Cultures can also drive genetic evolution: the case of lactose tolerance in dairy-farming human societies is the typical example. A like example for animals is that of orcas, whose ‘dietary traditions… have favoured population-specific genes influencing morphology and digestion.’ (Whitehead et al. 2019)
It’s important to recognise that even animals traditionally considered asocial (like bears) spend a prolonged period learning from their mothers and do interact at certain times with conspecifics (Stonorov and Stokes 1972; Vitale, McKinney, and Linden 2018).
One caveat: certain cultures may lessen well-being and/or decrease the chances of survival.
In the case of well-being, baboons live in strict social hierarchies, enforced through dominance behaviour. This imposes significant stress on individual baboons. One group lost the older males through disease and the community became more egalitarian. There was significantly less conflict and stress. New baboons who entered the group adopted this ‘pacific’ culture - but this new culture did not spread to other groups (Sapolsky and Share 2004).
In the case of survival, orcas who eat primarily salmon are struggling to find sufficient food due to declining salmon numbers. As numbers decline and genetic diversity is lost (they do not interbreed with non-salmon eating orcas), their population risks extirpation (Whitehead et al. 2019). The well-being of individuals is also diminished by the difficulty in finding food (Hanson et al. 2021).
Cultural evolution, like the genetic variant, is an amoral process. And yet, I still wish to argue that animal cultures merit ethical consideration.

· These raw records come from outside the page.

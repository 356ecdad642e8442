//! Indexed local mirror of backend objects
//!
//! One store per object kind. The primary map is keyed by identity; a single
//! secondary index maps the owner tag (SecurityPolicy UID) to the identities
//! it owns. Writers are serialized so the index always moves together with
//! the primary map; readers never block each other.

use std::collections::BTreeSet;
use std::sync::Arc;

use dashmap::DashMap;
use parking_lot::Mutex;
use tracing::trace;

use netfence_common::model::BackendObject;

/// Thread-safe store of one backend object kind with an owner-tag index
#[derive(Debug)]
pub struct IndexedStore<T: BackendObject> {
    /// Objects: id -> object
    objects: DashMap<String, T>,

    /// Owner index: owner uid -> ids
    owner_index: DashMap<String, BTreeSet<String>>,

    /// Serializes mutations across both maps
    write_lock: Mutex<()>,
}

impl<T: BackendObject> Default for IndexedStore<T> {
    fn default() -> Self {
        Self::new()
    }
}

impl<T: BackendObject> IndexedStore<T> {
    /// Create an empty store
    pub fn new() -> Self {
        Self {
            objects: DashMap::new(),
            owner_index: DashMap::new(),
            write_lock: Mutex::new(()),
        }
    }

    /// Insert or replace an object, keeping the owner index in step
    pub fn put(&self, obj: T) {
        let _guard = self.write_lock.lock();

        let id = obj.id().to_string();
        let owner = obj.owner().map(str::to_string);

        // Object first so a reader following the index never finds a dangling id
        let previous = self.objects.insert(id.clone(), obj);

        if let Some(old_owner) = previous.as_ref().and_then(|p| p.owner()) {
            if owner.as_deref() != Some(old_owner) {
                self.unindex(old_owner, &id);
            }
        }

        if let Some(owner) = owner {
            self.owner_index.entry(owner).or_default().insert(id.clone());
        }

        trace!(kind = T::KIND, id = %id, "stored object");
    }

    /// Get an object by identity
    pub fn get(&self, id: &str) -> Option<T> {
        self.objects.get(id).map(|entry| entry.value().clone())
    }

    /// Remove an object by identity; removing an absent id is a no-op
    pub fn delete(&self, id: &str) {
        let _guard = self.write_lock.lock();

        // Index first, mirror image of put
        if let Some(owner) = self
            .objects
            .get(id)
            .and_then(|entry| entry.value().owner().map(str::to_string))
        {
            self.unindex(&owner, id);
        }
        self.objects.remove(id);

        trace!(kind = T::KIND, id = %id, "removed object");
    }

    /// Remove the object if it carries deletion intent, otherwise store it
    pub fn apply(&self, obj: T) {
        if obj.marked_for_delete() {
            self.delete(obj.id());
        } else {
            self.put(obj);
        }
    }

    /// All objects owned by `owner`, ordered by identity
    pub fn list_by_index(&self, owner: &str) -> Vec<T> {
        self.owner_index
            .get(owner)
            .map(|ids| ids.iter().filter_map(|id| self.get(id)).collect())
            .unwrap_or_default()
    }

    /// Every owner value currently present in the index
    pub fn list_index_values(&self) -> BTreeSet<String> {
        self.owner_index
            .iter()
            .filter(|entry| !entry.value().is_empty())
            .map(|entry| entry.key().clone())
            .collect()
    }

    /// Number of stored objects
    pub fn len(&self) -> usize {
        self.objects.len()
    }

    /// Whether the store holds no objects
    pub fn is_empty(&self) -> bool {
        self.objects.is_empty()
    }

    /// Caller must hold `write_lock`
    fn unindex(&self, owner: &str, id: &str) {
        if let Some(mut ids) = self.owner_index.get_mut(owner) {
            ids.remove(id);
        }
        self.owner_index.remove_if(owner, |_, ids| ids.is_empty());
    }
}

/// Thread-safe shared reference to a store
pub type SharedStore<T> = Arc<IndexedStore<T>>;

#[cfg(test)]
mod tests {
    use super::*;
    use netfence_common::model::{Group, Tag};
    use netfence_common::TAG_SCOPE_SECURITY_POLICY_UID;

    fn group(id: &str, owner: Option<&str>) -> Group {
        Group {
            id: id.to_string(),
            tags: owner
                .map(|o| vec![Tag::new(TAG_SCOPE_SECURITY_POLICY_UID, o)])
                .unwrap_or_default(),
            ..Default::default()
        }
    }

    #[test]
    fn put_then_get_and_list_by_owner() {
        let store = IndexedStore::new();
        store.put(group("g2", Some("t1")));
        store.put(group("g1", Some("t1")));
        store.put(group("g3", Some("t2")));

        assert_eq!(store.len(), 3);
        assert_eq!(store.get("g1").map(|g| g.id), Some("g1".to_string()));

        let ids: Vec<String> = store.list_by_index("t1").into_iter().map(|g| g.id).collect();
        assert_eq!(ids, vec!["g1", "g2"]);
        assert_eq!(store.list_by_index("t2").len(), 1);
    }

    #[test]
    fn unknown_owner_and_id_are_empty_results() {
        let store: IndexedStore<Group> = IndexedStore::new();
        assert!(store.get("missing").is_none());
        assert!(store.list_by_index("nobody").is_empty());
        assert!(store.is_empty());
        store.delete("missing");
        assert!(store.is_empty());
    }

    #[test]
    fn owner_change_moves_index_entry() {
        let store = IndexedStore::new();
        store.put(group("g1", Some("t1")));
        store.put(group("g1", Some("t2")));

        assert!(store.list_by_index("t1").is_empty());
        assert_eq!(store.list_by_index("t2").len(), 1);
        assert_eq!(
            store.list_index_values(),
            BTreeSet::from(["t2".to_string()])
        );
    }

    #[test]
    fn unowned_objects_are_stored_but_not_indexed() {
        let store = IndexedStore::new();
        store.put(group("g1", None));

        assert_eq!(store.len(), 1);
        assert!(store.list_index_values().is_empty());
    }

    #[test]
    fn delete_drops_index_value_when_last_object_goes() {
        let store = IndexedStore::new();
        store.put(group("g1", Some("t1")));
        store.put(group("g2", Some("t1")));

        store.delete("g1");
        assert_eq!(store.list_index_values().len(), 1);

        store.delete("g2");
        assert!(store.list_index_values().is_empty());
        assert!(store.is_empty());
    }

    #[test]
    fn apply_removes_objects_marked_for_delete() {
        let store = IndexedStore::new();
        store.apply(group("g1", Some("t1")));
        assert_eq!(store.len(), 1);

        let mut marked = group("g1", Some("t1"));
        marked.marked_for_delete = true;
        store.apply(marked);

        assert!(store.get("g1").is_none());
        assert!(store.list_by_index("t1").is_empty());
    }

    #[test]
    fn concurrent_writers_keep_index_consistent() {
        let store = Arc::new(IndexedStore::new());
        let handles: Vec<_> = (0..8)
            .map(|t| {
                let store = Arc::clone(&store);
                std::thread::spawn(move || {
                    for i in 0..50 {
                        let owner = format!("t{}", i % 2);
                        store.put(group(&format!("g{}-{}", t, i), Some(&owner)));
                    }
                })
            })
            .collect();
        for h in handles {
            h.join().unwrap();
        }

        assert_eq!(store.len(), 400);
        let indexed: usize = store
            .list_index_values()
            .iter()
            .map(|o| store.list_by_index(o).len())
            .sum();
        assert_eq!(indexed, 400);
    }
}
//! Custom Resource Definitions for netfence

mod security_policy;
mod types;

pub use security_policy::{
    PolicyPeer, PolicyTarget, PortProtocol, RuleAction, RuleDirection, SecurityPolicy,
    SecurityPolicyPhase, SecurityPolicyPort, SecurityPolicyRule, SecurityPolicySpec,
    SecurityPolicyStatus,
};
pub use types::{Condition, ConditionStatus, CONDITION_READY};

In the following section I will explain why.
[1] Some animals also learn parenting skills by assisting in the care of young (Caffrey and Peterson 2015; Canestrari, M. Marcos, and Baglione 2005; Haswell and Haswell 2013). [2] The songs of some species lose complexity when populations decline and fragment (Laiolo and Tella 2007) – an example of cultural decline. [3] For millennia other animals have derived benefits from food sources and habitats provided by humans (O’Connor 2013); interactions with or existence alongside humans may be normative and beneficial for some animal cultures.